(Stored data)
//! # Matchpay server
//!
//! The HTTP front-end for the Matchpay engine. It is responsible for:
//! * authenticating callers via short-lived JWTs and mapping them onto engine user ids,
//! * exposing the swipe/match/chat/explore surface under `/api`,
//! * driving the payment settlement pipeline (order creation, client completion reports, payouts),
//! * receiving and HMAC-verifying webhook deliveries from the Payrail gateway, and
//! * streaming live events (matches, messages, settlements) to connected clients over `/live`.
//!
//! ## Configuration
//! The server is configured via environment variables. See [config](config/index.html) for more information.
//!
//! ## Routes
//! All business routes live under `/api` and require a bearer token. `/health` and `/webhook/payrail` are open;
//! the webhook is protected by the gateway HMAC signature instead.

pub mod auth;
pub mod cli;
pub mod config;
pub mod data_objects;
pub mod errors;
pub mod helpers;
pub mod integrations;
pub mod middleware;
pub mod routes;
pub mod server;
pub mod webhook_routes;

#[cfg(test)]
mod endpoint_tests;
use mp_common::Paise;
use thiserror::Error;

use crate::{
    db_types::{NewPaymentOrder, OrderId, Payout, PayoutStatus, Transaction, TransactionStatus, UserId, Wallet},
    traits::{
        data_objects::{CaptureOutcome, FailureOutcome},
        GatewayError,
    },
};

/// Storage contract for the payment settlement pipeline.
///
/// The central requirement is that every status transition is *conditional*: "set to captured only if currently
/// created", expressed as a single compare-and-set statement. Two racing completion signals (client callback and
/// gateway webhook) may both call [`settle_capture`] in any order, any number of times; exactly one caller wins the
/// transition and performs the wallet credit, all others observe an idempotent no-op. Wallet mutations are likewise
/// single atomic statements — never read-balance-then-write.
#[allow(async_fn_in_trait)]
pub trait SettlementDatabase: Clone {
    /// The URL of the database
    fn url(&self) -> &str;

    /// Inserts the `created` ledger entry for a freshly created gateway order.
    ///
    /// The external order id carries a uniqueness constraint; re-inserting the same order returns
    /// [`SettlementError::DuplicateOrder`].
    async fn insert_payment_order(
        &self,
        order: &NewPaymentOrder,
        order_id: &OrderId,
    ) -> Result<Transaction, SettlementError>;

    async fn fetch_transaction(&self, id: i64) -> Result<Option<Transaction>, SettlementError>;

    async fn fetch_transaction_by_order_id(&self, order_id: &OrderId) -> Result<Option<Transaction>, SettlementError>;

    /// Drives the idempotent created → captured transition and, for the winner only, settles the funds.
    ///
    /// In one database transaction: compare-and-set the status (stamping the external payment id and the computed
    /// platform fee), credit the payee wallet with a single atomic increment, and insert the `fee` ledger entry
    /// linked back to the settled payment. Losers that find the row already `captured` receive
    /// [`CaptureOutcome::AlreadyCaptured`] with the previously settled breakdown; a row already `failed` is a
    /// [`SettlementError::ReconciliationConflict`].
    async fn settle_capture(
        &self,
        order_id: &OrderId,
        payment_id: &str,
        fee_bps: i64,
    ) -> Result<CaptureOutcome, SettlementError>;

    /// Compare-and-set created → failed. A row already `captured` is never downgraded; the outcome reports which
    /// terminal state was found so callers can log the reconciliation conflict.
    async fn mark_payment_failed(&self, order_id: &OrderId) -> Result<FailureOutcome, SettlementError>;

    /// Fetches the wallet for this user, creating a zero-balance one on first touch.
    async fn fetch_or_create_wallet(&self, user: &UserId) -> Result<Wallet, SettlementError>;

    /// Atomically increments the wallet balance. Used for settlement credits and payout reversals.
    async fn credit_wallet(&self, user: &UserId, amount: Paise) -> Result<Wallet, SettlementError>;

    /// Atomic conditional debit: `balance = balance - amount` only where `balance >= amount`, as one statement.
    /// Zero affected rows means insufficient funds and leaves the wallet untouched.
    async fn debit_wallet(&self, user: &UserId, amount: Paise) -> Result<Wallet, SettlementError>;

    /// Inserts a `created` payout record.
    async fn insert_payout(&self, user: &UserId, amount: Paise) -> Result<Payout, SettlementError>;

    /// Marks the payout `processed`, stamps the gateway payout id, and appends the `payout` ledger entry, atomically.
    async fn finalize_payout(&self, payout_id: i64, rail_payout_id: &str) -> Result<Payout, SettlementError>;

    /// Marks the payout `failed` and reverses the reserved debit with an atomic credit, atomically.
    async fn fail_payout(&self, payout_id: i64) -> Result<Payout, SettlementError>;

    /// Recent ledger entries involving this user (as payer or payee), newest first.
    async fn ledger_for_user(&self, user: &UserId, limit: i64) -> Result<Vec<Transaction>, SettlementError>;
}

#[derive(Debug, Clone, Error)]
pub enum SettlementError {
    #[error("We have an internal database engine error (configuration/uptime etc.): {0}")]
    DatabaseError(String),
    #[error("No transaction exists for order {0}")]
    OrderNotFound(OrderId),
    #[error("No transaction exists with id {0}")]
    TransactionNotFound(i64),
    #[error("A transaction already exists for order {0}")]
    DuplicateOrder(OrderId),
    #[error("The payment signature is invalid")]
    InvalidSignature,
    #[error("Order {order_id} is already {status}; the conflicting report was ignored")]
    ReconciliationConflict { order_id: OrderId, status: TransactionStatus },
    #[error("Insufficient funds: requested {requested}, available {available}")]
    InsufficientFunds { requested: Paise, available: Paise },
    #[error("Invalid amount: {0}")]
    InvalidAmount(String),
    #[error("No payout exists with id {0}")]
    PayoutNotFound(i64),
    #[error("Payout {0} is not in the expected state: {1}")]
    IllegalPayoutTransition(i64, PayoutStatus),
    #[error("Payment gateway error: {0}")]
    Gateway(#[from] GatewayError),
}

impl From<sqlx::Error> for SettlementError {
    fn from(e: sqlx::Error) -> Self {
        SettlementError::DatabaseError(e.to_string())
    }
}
...
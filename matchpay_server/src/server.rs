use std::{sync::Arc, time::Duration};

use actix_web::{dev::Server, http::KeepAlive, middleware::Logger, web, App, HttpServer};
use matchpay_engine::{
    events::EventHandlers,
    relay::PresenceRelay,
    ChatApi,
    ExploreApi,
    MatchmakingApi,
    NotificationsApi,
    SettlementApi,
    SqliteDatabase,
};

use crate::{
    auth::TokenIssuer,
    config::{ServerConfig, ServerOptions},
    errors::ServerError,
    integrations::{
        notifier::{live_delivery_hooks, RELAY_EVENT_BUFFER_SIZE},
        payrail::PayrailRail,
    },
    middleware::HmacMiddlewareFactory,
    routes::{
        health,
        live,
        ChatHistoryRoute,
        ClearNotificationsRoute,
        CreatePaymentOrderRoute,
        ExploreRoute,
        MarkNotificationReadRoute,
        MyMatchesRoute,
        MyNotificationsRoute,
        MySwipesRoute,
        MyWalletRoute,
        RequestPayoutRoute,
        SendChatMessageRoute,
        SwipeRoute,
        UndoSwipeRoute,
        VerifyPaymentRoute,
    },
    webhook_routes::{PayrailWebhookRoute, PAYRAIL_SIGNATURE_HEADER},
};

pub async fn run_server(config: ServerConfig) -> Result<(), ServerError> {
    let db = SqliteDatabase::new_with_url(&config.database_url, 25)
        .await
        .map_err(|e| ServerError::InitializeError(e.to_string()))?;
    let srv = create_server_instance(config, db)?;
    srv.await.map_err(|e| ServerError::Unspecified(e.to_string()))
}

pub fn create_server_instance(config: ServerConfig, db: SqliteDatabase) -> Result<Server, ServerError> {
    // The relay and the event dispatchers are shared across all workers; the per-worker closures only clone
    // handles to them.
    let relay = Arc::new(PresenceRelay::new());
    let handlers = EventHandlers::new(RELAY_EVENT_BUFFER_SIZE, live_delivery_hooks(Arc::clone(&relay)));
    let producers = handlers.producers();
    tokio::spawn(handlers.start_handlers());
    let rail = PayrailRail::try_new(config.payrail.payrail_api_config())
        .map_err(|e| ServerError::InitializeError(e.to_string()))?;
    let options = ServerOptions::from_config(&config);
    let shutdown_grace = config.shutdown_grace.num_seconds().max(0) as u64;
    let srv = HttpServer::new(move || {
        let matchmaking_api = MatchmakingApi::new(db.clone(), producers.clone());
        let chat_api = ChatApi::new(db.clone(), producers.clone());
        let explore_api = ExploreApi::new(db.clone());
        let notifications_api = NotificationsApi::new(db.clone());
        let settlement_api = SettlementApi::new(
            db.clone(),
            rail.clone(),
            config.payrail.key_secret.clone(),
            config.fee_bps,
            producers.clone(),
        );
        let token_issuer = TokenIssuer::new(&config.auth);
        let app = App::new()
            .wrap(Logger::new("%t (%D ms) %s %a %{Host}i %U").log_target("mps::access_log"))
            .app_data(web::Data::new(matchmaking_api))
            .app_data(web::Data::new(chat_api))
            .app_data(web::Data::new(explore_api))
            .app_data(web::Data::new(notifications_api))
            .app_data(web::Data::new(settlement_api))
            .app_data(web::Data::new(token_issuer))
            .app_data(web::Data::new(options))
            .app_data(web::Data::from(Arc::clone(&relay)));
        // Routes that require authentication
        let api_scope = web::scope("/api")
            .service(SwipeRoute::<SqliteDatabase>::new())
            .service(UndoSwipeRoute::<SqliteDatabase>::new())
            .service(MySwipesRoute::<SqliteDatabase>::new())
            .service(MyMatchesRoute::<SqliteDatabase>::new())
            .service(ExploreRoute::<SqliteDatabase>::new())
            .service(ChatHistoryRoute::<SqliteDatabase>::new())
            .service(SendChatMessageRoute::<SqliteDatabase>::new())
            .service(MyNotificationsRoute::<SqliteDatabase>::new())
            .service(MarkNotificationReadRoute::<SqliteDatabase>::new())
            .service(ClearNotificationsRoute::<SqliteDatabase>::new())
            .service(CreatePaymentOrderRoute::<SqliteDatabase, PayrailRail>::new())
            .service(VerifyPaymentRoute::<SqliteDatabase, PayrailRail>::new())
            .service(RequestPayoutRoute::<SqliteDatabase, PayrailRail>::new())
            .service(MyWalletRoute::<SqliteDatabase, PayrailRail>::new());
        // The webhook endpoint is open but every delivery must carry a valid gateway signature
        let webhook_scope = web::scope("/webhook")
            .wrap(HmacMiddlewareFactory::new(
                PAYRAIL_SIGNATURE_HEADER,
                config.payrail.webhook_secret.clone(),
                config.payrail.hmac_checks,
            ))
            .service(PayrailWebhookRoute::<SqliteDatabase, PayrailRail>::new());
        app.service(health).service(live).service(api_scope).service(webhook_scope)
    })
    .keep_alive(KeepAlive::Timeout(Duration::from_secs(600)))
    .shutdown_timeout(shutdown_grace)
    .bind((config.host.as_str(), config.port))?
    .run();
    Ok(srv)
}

■ Assigned task ■
Reproduce, character for character, only the lines of the preceding data that start at the line with "async fn mark_payment_failed(&self, order_id: &OrderId)" and end at the line with "OrderId, status: TransactionStatus", both included.

■ The answer ■
    async fn mark_payment_failed(&self, order_id: &OrderId) -> Result<FailureOutcome, SettlementError>;

    /// Fetches the wallet for this user, creating a zero-balance one on first touch.
    async fn fetch_or_create_wallet(&self, user: &UserId) -> Result<Wallet, SettlementError>;

    /// Atomically increments the wallet balance. Used for settlement credits and payout reversals.
    async fn credit_wallet(&self, user: &UserId, amount: Paise) -> Result<Wallet, SettlementError>;

    /// Atomic conditional debit: `balance = balance - amount` only where `balance >= amount`, as one statement.
    /// Zero affected rows means insufficient funds and leaves the wallet untouched.
    async fn debit_wallet(&self, user: &UserId, amount: Paise) -> Result<Wallet, SettlementError>;

    /// Inserts a `created` payout record.
    async fn insert_payout(&self, user: &UserId, amount: Paise) -> Result<Payout, SettlementError>;

    /// Marks the payout `processed`, stamps the gateway payout id, and appends the `payout` ledger entry, atomically.
    async fn finalize_payout(&self, payout_id: i64, rail_payout_id: &str) -> Result<Payout, SettlementError>;

    /// Marks the payout `failed` and reverses the reserved debit with an atomic credit, atomically.
    async fn fail_payout(&self, payout_id: i64) -> Result<Payout, SettlementError>;

    /// Recent ledger entries involving this user (as payer or payee), newest first.
    async fn ledger_for_user(&self, user: &UserId, limit: i64) -> Result<Vec<Transaction>, SettlementError>;
}

#[derive(Debug, Clone, Error)]
pub enum SettlementError {
    #[error("We have an internal database engine error (configuration/uptime etc.): {0}")]
    DatabaseError(String),
    #[error("No transaction exists for order {0}")]
    OrderNotFound(OrderId),
    #[error("No transaction exists with id {0}")]
    TransactionNotFound(i64),
    #[error("A transaction already exists for order {0}")]
    DuplicateOrder(OrderId),
    #[error("The payment signature is invalid")]
    InvalidSignature,
    #[error("Order {order_id} is already {status}; the conflicting report was ignored")]
    ReconciliationConflict { order_id: OrderId, status: TransactionStatus },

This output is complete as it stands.